After you're back from mixing concrete with a churn and chopping down trees with handmade axes for building spars, you can probably take a break by using thatch you strung together yourself for the roof - shingles require tar and you probably won't find enough close to the surface of the earth to harvest yourself.
As your business expands, you'll have to head over to a strip mine and dig out enough iron for the steel to make larger buildings. (Did I mention you'll need to bone up on how to anneal and temper steel? Also glass.) Wikipedia has some useful starting info on basic construction techniques, which you'll have to skip reading. You're doing this yourself, remember? Pull yourself up by your bootstraps! Which you made. After learning shoemaking.
2. Hire a workforce - actually, since you're doing all this without outside assistance, birth a workforce. I would say find a wife for that, but you're operating solo, so pop a rib out and fashion a wife. (We'll allow that God might have to show you how to do it once, but after that the fashioning is up to you.)
You may have initial trouble growing your payroll, waiting 9 months (plus 12-14 years) for each of your employees to be viable. Luckily, you have 24 ribs! That should help. Just don't get in a fight with any of your hirelings - you're basically a jello bowl of unprotected organs at this point. (With finely-tuned self-surgical skills and exquisite pain tolerance.) Remember, you'll be changing (woven leaf) diapers, feeding and educating all the fruits of your own labor from birth to adulthood, so start slow. You planted enough acreage and raised enough livestock, right?
3. Build an infrastructure - you'll need roads - not just from your house to your business, but also out to all your customers, which, if you're a savvy businessperson, is everyone in the world. You'll need to build the global transportation infrastructure. There's already one there, you say? You didn't build that! Tear it down. It'll just hamper your free enterprise. Likewise for the electrical grid and existing water and
sewage systems, but take that last one apart carefully. If you haven't decided yet what your product line will be, I might recommend asphalt.
4. Marketing - no business can succeed if no one knows about it. Luckily television is invented. But unluckily, you didn't invent it! You might try telepathy, but I'd just stick with paper marketing. So learn how to make pulp from wood and turn it into paper, or if that's not in your time budget, write on leaves. Internet advertising is effective, but the government laid the groundwork for that in the 1960s and 1970s - it would just taint your message. So walk around and yell a lot about how awesome your business is.
5. Customer care - You're a global exporter now, which means you learned shipbuilding and welded quite a few keels. Your product is everywhere - now you have to stand behind it. Picking up all of the world's 6500 languages so you can communicate with your customers is unnecessary - 2000 of those are spoken by a total of less than 2 million people worldwide, and you can afford to leave them out of your customer base.

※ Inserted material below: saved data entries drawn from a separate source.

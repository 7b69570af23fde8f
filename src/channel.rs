//! Module for the logical communication channel with a powertrain controller
//!
//! The reflash engine never touches the bus directly. Everything it needs from the
//! link layer is described by [PwmChannel]:
//! * Request/response transactions, correlated by the link ([PwmChannel::transact_raw])
//! * Batched transmission of transfer packets ([PwmChannel::send_batch])
//! * Scoped receive filters for bulk transfer packets ([PwmChannel::create_rx_filter])
//! * Session configuration (link speed, programming voltage, periodic heartbeat)

use crate::j2190::{SaeMessage, SaeResponse};

/// Communication channel result
pub type ChannelResult<T> = Result<T, ChannelError>;

#[derive(Debug)]
/// Error produced by a communication channel
pub enum ChannelError {
    /// Underlying IO Error with channel
    IOError(std::io::Error),
    /// Timeout when writing data to the channel
    WriteTimeout,
    /// Timeout when reading from the channel
    ReadTimeout,
    /// The channel's Rx buffer is empty. Only applies when read timeout is 0
    BufferEmpty,
    /// The channels Tx buffer is full
    BufferFull,
    /// Unsupported channel request
    UnsupportedRequest,
    /// The interface is not open
    InterfaceNotOpen,
    /// Receive filter handle is not registered on the channel
    UnknownFilter(RxFilterId),
    /// Underlying API error with hardware
    APIError {
        /// Name of the API EG: 'J2534', 'Simulation'
        api_name: String,
        /// Internal API error code
        code: u32,
        /// API error description
        desc: String,
    },
}

impl std::fmt::Display for ChannelError {
    fn fmt(&self, f: &mut std::fmt::Formatter<'_>) -> std::fmt::Result {
        match self {
            ChannelError::IOError(e) => write!(f, "IO error: {e}"),
            ChannelError::UnsupportedRequest => write!(f, "unsupported channel request"),
            ChannelError::ReadTimeout => write!(f, "timeout reading from channel"),
            ChannelError::WriteTimeout => write!(f, "timeout writing to channel"),
            ChannelError::BufferFull => write!(f, "channel's Transmit buffer is full"),
            ChannelError::BufferEmpty => write!(f, "channel's Receive buffer is empty"),
            ChannelError::InterfaceNotOpen => write!(f, "channel's interface is not open"),
            ChannelError::UnknownFilter(id) => write!(f, "receive filter {} is not registered", id.0),
            ChannelError::APIError {
                api_name,
                code,
                desc,
            } => write!(f, "underlying {api_name} API error ({code}): {desc}"),
        }
    }
}

impl std::error::Error for ChannelError {
    fn source(&self) -> Option<&(dyn std::error::Error + 'static)> {
        if let Self::IOError(io_err) = self {
            Some(io_err)
        } else {
            None
        }
    }
}

impl From<std::io::Error> for ChannelError {
    fn from(e: std::io::Error) -> Self {
        Self::IOError(e)
    }
}

/// Handle to a receive filter created with [PwmChannel::create_rx_filter]
#[derive(Debug, Copy, Clone, PartialEq, Eq, PartialOrd, Ord, Hash)]
pub struct RxFilterId(pub u32);

/// J1850 PWM data rates
#[derive(Debug, Copy, Clone, PartialEq, Eq, PartialOrd, Ord)]
pub enum LinkSpeed {
    /// 41.6kbps, the normal SCP bus speed
    Normal,
    /// 83.3kbps, only available once the controller has granted level 2 access
    High,
}

impl LinkSpeed {
    /// Bit rate in bits per second
    pub fn baud(&self) -> u32 {
        match self {
            LinkSpeed::Normal => 41_600,
            LinkSpeed::High => 83_300,
        }
    }
}

/// Programming voltage applied to an OBD connector pin
#[derive(Debug, Copy, Clone, PartialEq, Eq, PartialOrd, Ord)]
pub enum PinVoltage {
    /// Pin is switched off
    Off,
    /// Voltage in millivolts
    Millivolts(u32),
}

/// Link-layer session contract used by the reflash engine.
///
/// All calls block the calling thread. The channel is owned exclusively by one
/// reflash session for its lifetime, so implementations are free to assume there is
/// no competing request/response traffic.
pub trait PwmChannel: Send {
    /// Configures the link for reflash: bus speed, message filters and tool address.
    /// Called once at the start of each handshake
    fn configure_for_reflash(&mut self) -> ChannelResult<()>;

    /// Sets the programming voltage of an OBD connector pin
    ///
    /// ## Parameters
    /// * pin - OBD connector pin number
    /// * level - Voltage to apply
    fn set_programming_voltage(&mut self, pin: u8, level: PinVoltage) -> ChannelResult<()>;

    /// Waits for the controller's presence broadcast.
    ///
    /// ## Returns
    /// `true` if the broadcast was observed within `timeout_ms`, `false` otherwise
    fn wait_for_broadcast(&mut self, timeout_ms: u32) -> ChannelResult<bool>;

    /// Starts transmitting `msg` every `interval_ms` in the background. The message keeps being
    /// sent until [PwmChannel::stop_periodic] or for as long as the channel lives
    fn start_periodic(&mut self, msg: &SaeMessage, interval_ms: u32) -> ChannelResult<()>;

    /// Stops every periodic transmission started with [PwmChannel::start_periodic]
    fn stop_periodic(&mut self) -> ChannelResult<()>;

    /// Changes the data rate of the link
    fn set_link_speed(&mut self, speed: LinkSpeed) -> ChannelResult<()>;

    /// Sends a request and waits for exactly one correlated response.
    ///
    /// ## Parameters
    /// * msg - The request
    /// * rx_data_index - Number of leading request data bytes the controller echoes in its reply.
    ///   These are used to correlate the reply and are stripped from positive responses
    ///
    /// ## Returns
    /// [ChannelError::ReadTimeout] if no correlated response arrived
    fn transact_raw(&mut self, msg: &SaeMessage, rx_data_index: usize) -> ChannelResult<SaeResponse>;

    /// Sends a request and waits for its response, without any echoed request bytes
    fn transact(&mut self, msg: &SaeMessage) -> ChannelResult<SaeResponse> {
        self.transact_raw(msg, 0)
    }

    /// Transmits a sequence of messages without waiting for any response
    fn send_batch(&mut self, msgs: &[SaeMessage]) -> ChannelResult<()>;

    /// Creates a receive filter matching messages sent by `source` with `mode`
    fn create_rx_filter(&mut self, source: u8, mode: u8) -> ChannelResult<RxFilterId>;

    /// Destroys a receive filter, discarding anything it buffered
    fn destroy_rx_filter(&mut self, filter: RxFilterId) -> ChannelResult<()>;

    /// Receives up to `count` message payloads (the bytes after the mode byte) matched by `filter`.
    /// Fewer than `count` are returned if `timeout_ms` expires first
    fn receive(&mut self, filter: RxFilterId, count: usize, timeout_ms: u32) -> ChannelResult<Vec<Vec<u8>>>;
}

So, just 4500 languages. In fact, if you just picked up French, German, Polish, Hungarian, Portugese, Spanish, Mandarin, Cantonese, Japanese, Korean, Russian,
Italian, Swedish, Danish, Indian, Arabic, Afrikaans, and Swahili, you'd cover most everyone. Piece of cake! Reading AND writing, though - you need product manuals. Also, you've set up a banking system to handle payments from all your customers. No chance you would forget that! You have family and payroll to cover! Luckily for you, your payroll is your family.
6. Bennies - A well-compensated workforce is a happy workforce. That means, among other things, health insurance. So back when you were performing major surgery on yourself while awake and unanesthetized to build that workforce, I'm betting you set up an HMO, hospitals, doctors, dentists, medical equipment supply chains, and hospices.
7. Retirement - Every businessperson wants a place to relax on vacation and when their working days are over. How thoughtless that there's nowhere left on earth for you to create a natural getaway, with nature being premade and all that. You're just going to have to build another planet. And invent interplanetary space travel.
Now you can kick back and enjoy the fruits of your labor. You built a business yourself - with no outside help whatsoever! You're the most well educated person the planet has ever seen, having had to master all fields of human study, and, thanks to your need to rebuild the intrinsic links between all parts of the global economic framework, you are the sole supplier for every product and service on Earth. Also, it's the year 3,148,493. You did sort out how to make yourself immortal, right?
You can do all that...or, as a business owner, you can just admit that there are some things, which help your business or even make it possible at all, that you didn't build, and express gratitude to those who did for enabling your entrepreneurial spirit. IT'S COMMON EFFING SENSE.